### Collected data entries
______________________________
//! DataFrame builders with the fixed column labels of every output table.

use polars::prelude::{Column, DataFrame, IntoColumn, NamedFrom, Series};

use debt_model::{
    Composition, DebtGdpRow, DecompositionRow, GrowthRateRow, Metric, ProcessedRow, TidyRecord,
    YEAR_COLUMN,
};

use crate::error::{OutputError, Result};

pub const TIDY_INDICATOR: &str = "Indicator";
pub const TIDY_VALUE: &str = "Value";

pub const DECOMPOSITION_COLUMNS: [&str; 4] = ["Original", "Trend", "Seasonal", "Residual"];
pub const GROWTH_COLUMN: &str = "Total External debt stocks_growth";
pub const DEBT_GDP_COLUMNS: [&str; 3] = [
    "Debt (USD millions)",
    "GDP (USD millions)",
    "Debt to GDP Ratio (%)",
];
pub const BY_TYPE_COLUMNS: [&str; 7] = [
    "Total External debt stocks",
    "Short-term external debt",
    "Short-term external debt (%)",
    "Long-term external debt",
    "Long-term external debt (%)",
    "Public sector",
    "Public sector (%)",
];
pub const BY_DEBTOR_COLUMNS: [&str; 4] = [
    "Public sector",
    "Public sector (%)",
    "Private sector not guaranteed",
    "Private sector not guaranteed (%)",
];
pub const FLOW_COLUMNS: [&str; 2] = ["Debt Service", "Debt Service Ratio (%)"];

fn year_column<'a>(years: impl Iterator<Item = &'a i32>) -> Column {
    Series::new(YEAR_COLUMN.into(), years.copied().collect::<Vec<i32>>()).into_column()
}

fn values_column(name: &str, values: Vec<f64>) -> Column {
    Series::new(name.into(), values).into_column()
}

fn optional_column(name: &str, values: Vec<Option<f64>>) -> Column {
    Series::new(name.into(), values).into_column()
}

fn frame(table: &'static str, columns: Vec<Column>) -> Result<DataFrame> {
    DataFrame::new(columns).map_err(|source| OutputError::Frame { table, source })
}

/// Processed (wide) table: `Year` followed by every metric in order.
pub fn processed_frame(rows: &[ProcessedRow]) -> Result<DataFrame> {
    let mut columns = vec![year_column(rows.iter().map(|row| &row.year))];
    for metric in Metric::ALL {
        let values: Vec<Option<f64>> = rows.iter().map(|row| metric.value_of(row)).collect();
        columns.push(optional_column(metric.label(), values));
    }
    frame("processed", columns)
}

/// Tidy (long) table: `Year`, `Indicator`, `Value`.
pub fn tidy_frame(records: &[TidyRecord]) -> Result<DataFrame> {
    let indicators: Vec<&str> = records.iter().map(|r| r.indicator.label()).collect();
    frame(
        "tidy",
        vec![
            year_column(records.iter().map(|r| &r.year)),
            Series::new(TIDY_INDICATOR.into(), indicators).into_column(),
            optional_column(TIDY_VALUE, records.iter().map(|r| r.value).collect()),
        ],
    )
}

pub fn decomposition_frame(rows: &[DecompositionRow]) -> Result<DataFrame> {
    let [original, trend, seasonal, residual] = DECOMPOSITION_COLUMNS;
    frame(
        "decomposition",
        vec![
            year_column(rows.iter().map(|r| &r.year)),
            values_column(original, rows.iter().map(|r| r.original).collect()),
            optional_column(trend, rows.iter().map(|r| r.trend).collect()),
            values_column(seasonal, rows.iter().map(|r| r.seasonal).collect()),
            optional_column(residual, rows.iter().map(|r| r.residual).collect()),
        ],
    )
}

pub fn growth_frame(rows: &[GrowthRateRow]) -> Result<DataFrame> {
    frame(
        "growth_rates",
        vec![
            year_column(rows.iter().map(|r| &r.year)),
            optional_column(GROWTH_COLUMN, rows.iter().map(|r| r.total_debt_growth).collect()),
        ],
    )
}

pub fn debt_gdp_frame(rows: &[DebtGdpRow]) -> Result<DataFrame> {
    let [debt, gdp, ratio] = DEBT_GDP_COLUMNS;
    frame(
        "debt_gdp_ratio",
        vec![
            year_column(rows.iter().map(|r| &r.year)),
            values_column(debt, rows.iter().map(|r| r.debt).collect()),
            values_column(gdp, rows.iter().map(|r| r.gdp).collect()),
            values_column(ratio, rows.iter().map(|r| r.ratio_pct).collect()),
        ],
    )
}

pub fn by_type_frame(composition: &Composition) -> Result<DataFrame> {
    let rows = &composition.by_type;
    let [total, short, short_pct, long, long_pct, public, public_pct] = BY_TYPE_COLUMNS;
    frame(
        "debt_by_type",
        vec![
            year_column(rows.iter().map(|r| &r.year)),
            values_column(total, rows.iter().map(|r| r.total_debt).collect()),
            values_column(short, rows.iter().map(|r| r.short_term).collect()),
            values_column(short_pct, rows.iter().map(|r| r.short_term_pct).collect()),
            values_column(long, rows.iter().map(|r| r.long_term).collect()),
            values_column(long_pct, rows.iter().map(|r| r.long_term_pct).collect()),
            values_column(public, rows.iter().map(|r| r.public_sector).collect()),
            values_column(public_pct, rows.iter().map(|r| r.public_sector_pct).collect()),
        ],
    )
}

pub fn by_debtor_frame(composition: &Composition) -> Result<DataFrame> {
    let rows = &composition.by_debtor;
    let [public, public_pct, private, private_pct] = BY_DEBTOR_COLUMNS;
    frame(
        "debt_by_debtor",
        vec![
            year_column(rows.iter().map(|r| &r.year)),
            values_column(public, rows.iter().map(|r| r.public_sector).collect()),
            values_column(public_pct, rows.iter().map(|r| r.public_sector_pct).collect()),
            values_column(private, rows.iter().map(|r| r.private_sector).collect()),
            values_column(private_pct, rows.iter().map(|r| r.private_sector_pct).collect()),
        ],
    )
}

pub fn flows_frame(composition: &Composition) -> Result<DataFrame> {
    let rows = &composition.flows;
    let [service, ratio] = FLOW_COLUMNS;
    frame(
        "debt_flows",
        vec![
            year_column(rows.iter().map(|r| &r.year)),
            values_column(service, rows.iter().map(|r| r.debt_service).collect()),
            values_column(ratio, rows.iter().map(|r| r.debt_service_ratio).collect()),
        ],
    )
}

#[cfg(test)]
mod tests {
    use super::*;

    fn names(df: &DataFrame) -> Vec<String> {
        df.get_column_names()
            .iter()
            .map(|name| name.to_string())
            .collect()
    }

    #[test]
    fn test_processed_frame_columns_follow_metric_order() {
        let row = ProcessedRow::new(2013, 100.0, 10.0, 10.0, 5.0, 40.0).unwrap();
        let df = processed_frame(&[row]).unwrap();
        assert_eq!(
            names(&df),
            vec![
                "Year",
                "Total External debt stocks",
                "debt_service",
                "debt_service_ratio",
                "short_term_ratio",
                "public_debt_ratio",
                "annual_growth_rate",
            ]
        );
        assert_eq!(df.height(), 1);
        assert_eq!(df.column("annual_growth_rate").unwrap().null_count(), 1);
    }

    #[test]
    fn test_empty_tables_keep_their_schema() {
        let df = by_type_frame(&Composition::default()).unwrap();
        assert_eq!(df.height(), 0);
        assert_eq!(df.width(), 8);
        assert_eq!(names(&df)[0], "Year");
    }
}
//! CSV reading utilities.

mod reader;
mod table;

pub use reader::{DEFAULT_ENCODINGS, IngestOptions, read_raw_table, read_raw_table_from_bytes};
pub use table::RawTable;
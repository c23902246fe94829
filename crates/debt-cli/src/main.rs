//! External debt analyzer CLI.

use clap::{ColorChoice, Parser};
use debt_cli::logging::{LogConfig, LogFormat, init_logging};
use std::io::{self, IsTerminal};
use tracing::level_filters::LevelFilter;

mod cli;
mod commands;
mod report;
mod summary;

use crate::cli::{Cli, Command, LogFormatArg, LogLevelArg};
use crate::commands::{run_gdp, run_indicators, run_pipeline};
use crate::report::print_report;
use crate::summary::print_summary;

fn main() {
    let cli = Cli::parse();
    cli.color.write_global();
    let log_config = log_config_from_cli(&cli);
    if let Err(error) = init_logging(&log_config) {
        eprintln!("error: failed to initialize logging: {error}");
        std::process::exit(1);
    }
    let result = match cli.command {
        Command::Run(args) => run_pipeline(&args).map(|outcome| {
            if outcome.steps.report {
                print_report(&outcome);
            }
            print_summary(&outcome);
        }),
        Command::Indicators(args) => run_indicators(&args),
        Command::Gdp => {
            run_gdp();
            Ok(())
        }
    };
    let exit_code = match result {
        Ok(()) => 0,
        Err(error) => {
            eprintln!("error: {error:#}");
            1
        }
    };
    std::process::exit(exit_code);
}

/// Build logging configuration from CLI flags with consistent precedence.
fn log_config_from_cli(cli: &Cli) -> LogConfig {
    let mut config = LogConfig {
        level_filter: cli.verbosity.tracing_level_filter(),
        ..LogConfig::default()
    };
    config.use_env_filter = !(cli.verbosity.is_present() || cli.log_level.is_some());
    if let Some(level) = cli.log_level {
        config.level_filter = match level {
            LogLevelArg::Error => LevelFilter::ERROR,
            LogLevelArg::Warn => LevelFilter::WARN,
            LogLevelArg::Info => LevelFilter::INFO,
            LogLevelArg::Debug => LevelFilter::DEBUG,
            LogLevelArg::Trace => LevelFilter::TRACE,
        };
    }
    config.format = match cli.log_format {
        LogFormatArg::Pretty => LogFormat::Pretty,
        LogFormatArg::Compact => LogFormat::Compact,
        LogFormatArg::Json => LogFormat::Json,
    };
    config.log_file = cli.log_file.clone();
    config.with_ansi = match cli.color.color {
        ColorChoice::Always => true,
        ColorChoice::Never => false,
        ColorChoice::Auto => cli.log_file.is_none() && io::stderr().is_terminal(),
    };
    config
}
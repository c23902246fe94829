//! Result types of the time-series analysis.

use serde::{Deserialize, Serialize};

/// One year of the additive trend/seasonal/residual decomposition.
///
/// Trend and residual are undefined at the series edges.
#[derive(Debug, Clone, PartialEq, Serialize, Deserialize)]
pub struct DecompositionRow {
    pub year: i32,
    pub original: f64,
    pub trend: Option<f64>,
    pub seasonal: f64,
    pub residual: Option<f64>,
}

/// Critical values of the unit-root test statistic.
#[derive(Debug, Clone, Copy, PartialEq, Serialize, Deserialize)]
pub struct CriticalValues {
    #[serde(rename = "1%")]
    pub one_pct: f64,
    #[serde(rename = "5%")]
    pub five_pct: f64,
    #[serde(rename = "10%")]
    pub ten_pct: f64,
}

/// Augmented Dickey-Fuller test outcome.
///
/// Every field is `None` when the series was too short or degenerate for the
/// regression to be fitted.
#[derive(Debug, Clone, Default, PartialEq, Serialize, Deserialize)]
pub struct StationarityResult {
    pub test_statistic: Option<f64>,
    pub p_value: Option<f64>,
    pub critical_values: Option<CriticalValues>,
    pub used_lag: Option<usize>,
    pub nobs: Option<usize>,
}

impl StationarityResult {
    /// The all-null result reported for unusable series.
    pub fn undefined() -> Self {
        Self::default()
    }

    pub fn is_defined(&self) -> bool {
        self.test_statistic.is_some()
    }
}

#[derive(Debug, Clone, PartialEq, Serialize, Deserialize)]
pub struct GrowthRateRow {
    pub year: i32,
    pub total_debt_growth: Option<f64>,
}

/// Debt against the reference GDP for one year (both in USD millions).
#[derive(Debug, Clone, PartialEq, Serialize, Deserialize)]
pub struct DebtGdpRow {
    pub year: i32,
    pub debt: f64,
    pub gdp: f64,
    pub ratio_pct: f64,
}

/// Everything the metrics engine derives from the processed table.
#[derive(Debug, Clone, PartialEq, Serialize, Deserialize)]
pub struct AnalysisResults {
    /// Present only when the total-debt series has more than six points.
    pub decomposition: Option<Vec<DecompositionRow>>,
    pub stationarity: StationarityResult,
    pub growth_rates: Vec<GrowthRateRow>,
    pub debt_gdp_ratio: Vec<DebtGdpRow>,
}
______________________________
### Instructions to follow
Give only the number of lines in the entries above that hold the string "when".

### Result of the task
2